In addition to the director nomination provisions summarized above, our bylaws contain a “proxy access” provision that allows any stockholder or group of up to twenty stockholders owning, continuously for at least three years, shares representing at least 3% of our outstanding stock entitled to vote in the election of directors to nominate and include, in our proxy materials for an annual meeting of stockholders at which directors may be elected, their own qualifying director nominees constituting up to the greater of two directors or 20% of the total number of directors then serving on our board of directors (subject to certain limitations set forth in our bylaws). Each of our board of directors (or a committee of our board of directors or any officer designated by our board of directors or a committee of the board of directors) (prior to each annual meeting of stockholders) and the chair of any annual meeting of stockholders shall have the power to determine whether a director nominee has been nominated by a stockholder in accordance with the requirements of the proxy access provision. A stockholder proposing to nominate a person for election to our board of directors through the proxy access provision must provide us with a notice requesting the inclusion of the director nominee in our proxy materials and other required information not less than 120 days nor more than 150 days prior to the first anniversary of the date we mailed our proxy materials for the prior year’s annual meeting of stockholders.
Stockholder Action by Written Consent
Pursuant to Section 228 of the DGCL, any action required to be taken at any annual or special meeting of stockholders may be taken without a meeting, without prior notice and without a vote, if a consent or consents in writing, setting forth the action so taken, is or are signed by the holders of outstanding stock having not less than the minimum number of votes that would be necessary to authorize or take such action at a meeting at which all shares of our stock entitled to vote thereon were present and voted, unless our Certificate of Incorporation provides otherwise. Our Certificate of Incorporation precludes stockholder action by written consent; provided, however, that any action required or permitted to be taken by the holders of any series of preferred stock, voting separately as a series or separately as a class with one or more other such series, may be taken without a meeting, without prior notice and without a vote, to the extent expressly so provided by the applicable certificate of designation.

7

Pursuant to the Certificate of Designation, for so long as any share of Series A Preferred Stock remains issued and outstanding, any action required or permitted to be taken by the holders of the Series A Preferred Stock may be effected without a meeting, without prior notice, and without a vote, if a consent or consents in writing, setting forth the action so taken, is or are signed by the holders of a majority of the issued and outstanding shares of Series A Preferred Stock.
Amending Our Certificate of Incorporation and Bylaws
Our Certificate of Incorporation and bylaws provide that the board of directors is expressly authorized to make, alter, amend, change, add to, rescind, or repeal, in whole or in part, our bylaws without a stockholder vote in any matter not inconsistent with the laws of the State of Delaware or our Certificate of Incorporation.

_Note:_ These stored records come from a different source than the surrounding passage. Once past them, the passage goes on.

//! Tick-driven message scheduler with configurable fault injection.
//!
//! The simulator never touches wall-clock time: one call to [`SimulatedNetwork::tick`]
//! is one unit of simulated time. Everything else (loss, latency, partitions,
//! bandwidth) is expressed in terms of ticks, which keeps tests deterministic.

use super::types::{DeliveryContext, Endpoint, MessageEnvelope, ScheduledMessage};
use dashmap::DashMap;
use rand::Rng;
use std::cmp::Reverse;
use std::collections::{BinaryHeap, HashSet};
use std::sync::Mutex;

const DEFAULT_MESSAGE_LOSS_RATE: f64 = 0.0;
const DEFAULT_MIN_LATENCY_TICKS: u64 = 0;
const DEFAULT_MAX_LATENCY_TICKS: u64 = 0;
const DEFAULT_MAX_MESSAGES_PER_TICK: usize = usize::MAX;

struct NetworkConfig {
    message_loss_rate: f64,
    min_latency_ticks: u64,
    max_latency_ticks: u64,
    max_messages_per_tick: usize,
}

impl Default for NetworkConfig {
    fn default() -> Self {
        Self {
            message_loss_rate: DEFAULT_MESSAGE_LOSS_RATE,
            min_latency_ticks: DEFAULT_MIN_LATENCY_TICKS,
            max_latency_ticks: DEFAULT_MAX_LATENCY_TICKS,
            max_messages_per_tick: DEFAULT_MAX_MESSAGES_PER_TICK,
        }
    }
}

struct SchedulerState {
    current_tick: u64,
    queue: BinaryHeap<Reverse<ScheduledMessage>>,
    next_sequence: u64,
}

impl SchedulerState {
    fn allocate_sequence(&mut self) -> u64 {
        let seq = self.next_sequence;
        self.next_sequence += 1;
        seq
    }
}

/// Simulates a network with configurable conditions like message loss,
/// latency, and partitioning.
pub struct SimulatedNetwork {
    state: Mutex<SchedulerState>,
    config: Mutex<NetworkConfig>,
    disconnected: DashMap<Endpoint, HashSet<Endpoint>>,
}

impl SimulatedNetwork {
    pub fn new() -> Self {
        Self {
            state: Mutex::new(SchedulerState {
                current_tick: 0,
                queue: BinaryHeap::new(),
                next_sequence: 0,
            }),
            config: Mutex::new(NetworkConfig::default()),
            disconnected: DashMap::new(),
        }
    }

    /// Sets the fraction of sends that are silently dropped.
    ///
    /// # Panics
    /// Panics if the rate is outside `[0.0, 1.0]`.
    pub fn set_message_loss_rate(&self, rate: f64) {
        assert!(
            (0.0..=1.0).contains(&rate),
            "message loss rate must be between 0.0 and 1.0"
        );
        self.config.lock().unwrap().message_loss_rate = rate;
    }

    /// Sets the delivery latency range in ticks.
    ///
    /// # Panics
    /// Panics if `min_ticks > max_ticks`.
    pub fn set_latency(&self, min_ticks: u64, max_ticks: u64) {
        assert!(
            min_ticks <= max_ticks,
            "minimum latency cannot be greater than maximum latency"
        );
        let mut config = self.config.lock().unwrap();
        config.min_latency_ticks = min_ticks;
        config.max_latency_ticks = max_ticks;
    }

    /// Caps how many messages a single tick may deliver; overflow is pushed
    /// to the next tick.
    pub fn set_bandwidth_limit(&self, max_messages_per_tick: usize) {
        self.config.lock().unwrap().max_messages_per_tick = max_messages_per_tick;
    }

    /// Creates a bidirectional partition between two endpoints. Messages sent
    /// between them in either direction are dropped until [`reconnect_all`]
    /// is called.
    ///
    /// [`reconnect_all`]: SimulatedNetwork::reconnect_all
    pub fn disconnect(&self, a: &Endpoint, b: &Endpoint) {
        self.disconnected
            .entry(a.clone())
            .or_default()
            .insert(b.clone());
        self.disconnected
            .entry(b.clone())
            .or_default()
            .insert(a.clone());
        tracing::info!("Disconnected endpoints bidirectionally: {} <-> {}", a, b);
    }

    /// Removes all partitions.
    pub fn reconnect_all(&self) {
        self.disconnected.clear();
        tracing::info!("Cleared all network disconnections");
    }

    /// Whether messages can currently flow from `source` to `destination`.
    pub fn can_communicate(&self, source: &Endpoint, destination: &Endpoint) -> bool {
        self.disconnected
            .get(source)
            .map(|peers| !peers.contains(destination))
            .unwrap_or(true)
    }

    /// Schedules a message for delivery.
    ///
    /// Returns `true` if the message was queued, `false` if it was dropped by
    /// a partition or by random loss. Delivery always happens at least one
    /// tick after the send, never on the same tick.
    pub fn send(&self, envelope: MessageEnvelope) -> bool {
        if !self.can_communicate(&envelope.source, &envelope.destination) {
            tracing::debug!(
                "Message dropped due to network partition: {} -> {}, type: {}",
                envelope.source,
                envelope.destination,
                envelope.payload.kind()
            );
            return false;
        }

        let (loss_rate, min_latency, max_latency) = {
            let config = self.config.lock().unwrap();
            (
                config.message_loss_rate,
                config.min_latency_ticks,
                config.max_latency_ticks,
            )
        };

        if loss_rate > 0.0 && rand::thread_rng().gen_bool(loss_rate) {
            tracing::debug!(
                "Message dropped due to random loss: {} -> {}, type: {}, loss rate: {}",
                envelope.source,
                envelope.destination,
                envelope.payload.kind(),
                loss_rate
            );
            return false;
        }

        let delay = if min_latency == max_latency {
            min_latency
        } else {
            rand::thread_rng().gen_range(min_latency..=max_latency)
        };

        let mut state = self.state.lock().unwrap();
        let delivery_tick = state.current_tick + delay.max(1);
        let sequence_number = state.allocate_sequence();
        tracing::debug!(
            "Message from {} to {} scheduled for delivery at tick {}, type: {}",
            envelope.source,
            envelope.destination,
            delivery_tick,
            envelope.payload.kind()
        );
        state.queue.push(Reverse(ScheduledMessage {
            envelope,
            delivery_tick,
            sequence_number,
        }));
        true
    }

    /// Advances the simulation by one tick and delivers every due message
    /// through `deliver`.
    ///
    /// Messages beyond the bandwidth limit are re-enqueued for the next tick
    /// with freshly allocated sequence numbers, so their relative order is
    /// kept but they may interleave with messages arriving at the boundary.
    /// The partition predicate is re-checked at delivery time because
    /// partitions may have changed since a message was scheduled.
    ///
    /// Returns the number of messages delivered.
    pub fn tick(&self, mut deliver: impl FnMut(MessageEnvelope, DeliveryContext)) -> usize {
        let due = {
            let max_messages = self.config.lock().unwrap().max_messages_per_tick;
            let mut state = self.state.lock().unwrap();
            state.current_tick += 1;
            let current_tick = state.current_tick;
            tracing::debug!("SimulatedNetwork advanced to tick {}", current_tick);

            let mut due = Vec::new();
            while let Some(Reverse(next)) = state.queue.peek() {
                if next.delivery_tick > current_tick {
                    break;
                }
                let Some(Reverse(message)) = state.queue.pop() else {
                    break;
                };
                if due.len() < max_messages {
                    due.push(message.envelope);
                } else {
                    // Bandwidth limit reached; push to the next tick.
                    let sequence_number = state.allocate_sequence();
                    state.queue.push(Reverse(ScheduledMessage {
                        envelope: message.envelope,
                        delivery_tick: current_tick + 1,
                        sequence_number,
                    }));
                }
            }
            due
        };

        // The scheduler lock is released before handlers run: a handler is
        // allowed to send new messages from inside the delivery callback.
        let mut delivered = 0;
        for envelope in due {
            if !self.can_communicate(&envelope.source, &envelope.destination) {
                tracing::debug!(
                    "Delayed message dropped due to network partition: {} -> {}, type: {}",
                    envelope.source,
                    envelope.destination,
                    envelope.payload.kind()
                );
                continue;
            }
            let context = DeliveryContext {
                source: envelope.source.clone(),
                destination: envelope.destination.clone(),
            };
            deliver(envelope, context);
            delivered += 1;
        }
        delivered
    }

    /// Restores default settings, clears the queue and all partitions, and
    /// rewinds the tick counter to zero.
    pub fn reset(&self) {
        let mut state = self.state.lock().unwrap();
        state.current_tick = 0;
        state.queue.clear();
        *self.config.lock().unwrap() = NetworkConfig::default();
        self.disconnected.clear();
        tracing::info!("Reset network state");
    }

    pub fn current_tick(&self) -> u64 {
        self.state.lock().unwrap().current_tick
    }

    pub fn queue_len(&self) -> usize {
        self.state.lock().unwrap().queue.len()
    }
}

impl Default for SimulatedNetwork {
    fn default() -> Self {
        Self::new()
    }
}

Any amendment, alteration, change, addition, or repeal of our bylaws by our stockholders requires the affirmative vote of a majority in voting power of all the then-outstanding shares of our stock entitled vote thereon, voting together as a single class.
The DGCL provides generally that the affirmative vote of a majority of the outstanding shares entitled to vote thereon, voting together as a single class, is required to amend a corporation’s certificate of incorporation, unless the certificate of incorporation requires a greater percentage.

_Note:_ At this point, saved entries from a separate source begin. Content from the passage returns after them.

//! Object store server.
//!
//! A stateless RPC handler: each incoming request is executed against the
//! server's `LocalStorage` and answered with the matching response message,
//! echoing the request's correlation id. Errors never propagate out of the
//! handler; they travel back to the caller as `ok = false` responses, subject
//! to the same network conditions as everything else.

use super::local::LocalStorage;
use super::protocol::Message;
use crate::network::bus::{MessageBus, MessageHandler};
use crate::network::types::Endpoint;
use std::sync::Arc;

pub struct StoreServer {
    server_id: String,
    endpoint: Endpoint,
    storage: LocalStorage,
    bus: Arc<MessageBus>,
}

impl StoreServer {
    /// Creates a server and registers it on the bus under its endpoint.
    pub fn new(
        server_id: impl Into<String>,
        storage: LocalStorage,
        bus: Arc<MessageBus>,
        endpoint: Endpoint,
    ) -> Arc<Self> {
        let server = Arc::new(Self {
            server_id: server_id.into(),
            endpoint: endpoint.clone(),
            storage,
            bus: bus.clone(),
        });
        bus.register_handler(endpoint.clone(), server.clone());
        tracing::info!("Server registered with MessageBus at endpoint {}", endpoint);
        server
    }

    pub fn endpoint(&self) -> &Endpoint {
        &self.endpoint
    }

    pub fn server_id(&self) -> &str {
        &self.server_id
    }

    /// Removes this server from the bus; in-flight messages addressed to it
    /// will be dropped with a warning.
    pub fn shutdown(&self) {
        self.bus.unregister_handler(&self.endpoint);
    }

    fn reply(&self, response: Message, sender: Endpoint) {
        self.bus.send(response, self.endpoint.clone(), sender);
    }

    fn handle_put(&self, key: String, data: Vec<u8>, overwrite: bool, correlation_id: String, sender: Endpoint) {
        tracing::debug!("Handling PUT_OBJECT for key {}", key);
        let (ok, error) = match self.storage.put(&key, &data, overwrite) {
            Ok(()) => (true, None),
            Err(e) => (false, Some(e.to_string())),
        };
        self.reply(
            Message::PutObjectResponse {
                key,
                ok,
                error,
                correlation_id,
            },
            sender,
        );
    }

    fn handle_get(&self, key: String, correlation_id: String, sender: Endpoint) {
        tracing::debug!("Handling GET_OBJECT for key {}", key);
        let (data, ok, error) = match self.storage.get(&key) {
            Ok(data) => (Some(data), true, None),
            Err(e) => (None, false, Some(e.to_string())),
        };
        self.reply(
            Message::GetObjectResponse {
                key,
                data,
                ok,
                error,
                correlation_id,
            },
            sender,
        );
    }

    fn handle_delete(&self, key: String, correlation_id: String, sender: Endpoint) {
        tracing::debug!("Handling DELETE_OBJECT for key {}", key);
        let (ok, error) = match self.storage.delete(&key) {
            Ok(()) => (true, None),
            Err(e) => (false, Some(e.to_string())),
        };
        self.reply(
            Message::DeleteObjectResponse {
                key,
                ok,
                error,
                correlation_id,
            },
            sender,
        );
    }

    fn handle_list(&self, prefix: String, correlation_id: String, sender: Endpoint) {
        tracing::debug!("Handling LIST_OBJECTS with prefix {}", prefix);
        let (keys, ok, error) = match self.storage.list_objects(&prefix) {
            Ok(keys) => (keys, true, None),
            Err(e) => (Vec::new(), false, Some(e.to_string())),
        };
        self.reply(
            Message::ListObjectsResponse {
                prefix,
                keys,
                ok,
                error,
                correlation_id,
            },
            sender,
        );
    }
}

impl MessageHandler for StoreServer {
    fn handle_message(&self, message: Message, sender: Endpoint) {
        tracing::debug!(
            "Server {} received {} from {}",
            self.server_id,
            message.kind(),
            sender
        );
        match message {
            Message::PutObject {
                key,
                data,
                overwrite,
                correlation_id,
            } => self.handle_put(key, data, overwrite, correlation_id, sender),
            Message::GetObject {
                key,
                correlation_id,
            } => self.handle_get(key, correlation_id, sender),
            Message::DeleteObject {
                key,
                correlation_id,
            } => self.handle_delete(key, correlation_id, sender),
            Message::ListObjects {
                prefix,
                correlation_id,
            } => self.handle_list(prefix, correlation_id, sender),
            other => {
                tracing::warn!(
                    "Server {} ignoring unexpected message {}",
                    self.server_id,
                    other.kind()
                );
            }
        }
    }
}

Our Certificate of Incorporation provides that the following provisions in our Certificate of Incorporation may be amended, altered, repealed, or rescinded only by the affirmative vote of the holders of at least 66-2/3% in voting power of the then-outstanding shares of our stock entitled to vote thereon, voting together as a single class:
                •             until the 2021 annual meeting of stockholders, the provisions providing for a classified board of directors (the election and term of our directors);  
                •             until the 2021 annual meeting of stockholders, the provisions regarding resignation and removal of directors; 
                •             the provisions regarding entering into business combinations with interested stockholders; 
                •             the provisions regarding stockholder action by written consent; 
                •             the provisions regarding calling special meetings of stockholders;  
                •             the provisions regarding filling vacancies on our board of directors and newly created directorships; 
                •             the provisions eliminating monetary damages for breaches of fiduciary duty by a director; and 
                •            the amendment provision requiring that the above provisions be amended only with a 66-2/3% supermajority vote and that the bylaws be amended only with a majority vote.  

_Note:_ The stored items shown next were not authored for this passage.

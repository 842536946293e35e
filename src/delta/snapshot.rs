//! Materialized view of the log at one version.

use super::actions::{Action, AddFile};

/// The full replay of versions `0..=version`, immutable once built.
///
/// Version -1 denotes the empty snapshot of a table with no commits.
#[derive(Debug, Clone, PartialEq)]
pub struct Snapshot {
    version: i64,
    actions: Vec<Action>,
}

impl Snapshot {
    pub fn new(version: i64, actions: Vec<Action>) -> Self {
        Self { version, actions }
    }

    pub fn empty() -> Self {
        Self {
            version: -1,
            actions: Vec::new(),
        }
    }

    pub fn version(&self) -> i64 {
        self.version
    }

    pub fn actions(&self) -> &[Action] {
        &self.actions
    }

    /// Data files still live at this version: every `AddFile` in replay
    /// order, minus files a later `RemoveFile` took out. A path re-added
    /// after its removal is live again.
    pub fn active_files(&self) -> Vec<AddFile> {
        let mut files: Vec<AddFile> = Vec::new();
        for action in &self.actions {
            match action {
                Action::Add(add) => files.push(add.clone()),
                Action::Remove(remove) => files.retain(|f| f.path != remove.path),
                Action::CommitInfo(_) => {}
            }
        }
        files
    }
}
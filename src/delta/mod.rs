//! Transactional Table Layer Module
//!
//! Implements a minimal lakehouse-style table format on top of the object
//! store: a table is a directory of opaque data files plus an append-only,
//! versioned log of actions under `_delta_log/`.
//!
//! ## Core Mechanisms
//! - **Versioned Log**: Each committed version is one JSON object at
//!   `<table>/_delta_log/<20-digit-version>.json` holding the ordered actions
//!   of that commit. The object write is atomic and is the commit point.
//! - **Snapshots**: Replaying all versions in ascending order materializes the
//!   set of active data files at a version. Snapshots are immutable values;
//!   the log caches the latest one and swaps it on update.
//! - **Optimistic Concurrency**: A transaction captures the snapshot version
//!   it started from, stages actions, and commits the next version only if no
//!   newer version has appeared since. Conflicts surface as
//!   `ConcurrentModification` and the caller retries with a fresh transaction.

pub mod actions;
pub mod error;
pub mod filename;
pub mod log;
pub mod snapshot;
pub mod storage;
pub mod table;
pub mod transaction;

Pursuant to the Certificate of Designation, for so long as any share of Series A Preferred Stock remains issued and outstanding, we must first obtain the written consent or affirmative vote of the holders of a majority of the issued and outstanding shares of Series A Preferred Stock prior to taking certain actions, including changing, amending, altering, or repealing certain provisions of our Certificate of Incorporation and bylaws. See “—Preferred Stock—Series A Preferred Stock.”
The current combination of the classification of our board of directors until the 2021 annual meeting of stockholders, the lack of cumulative voting and the supermajority voting requirements will make it more difficult for our existing stockholders to replace our board of directors as well as for another party to obtain control of us by replacing our board of directors. Because our board of directors has the power to retain and discharge our officers, these provisions could also make it more difficult for existing stockholders or another party to effect a change in management.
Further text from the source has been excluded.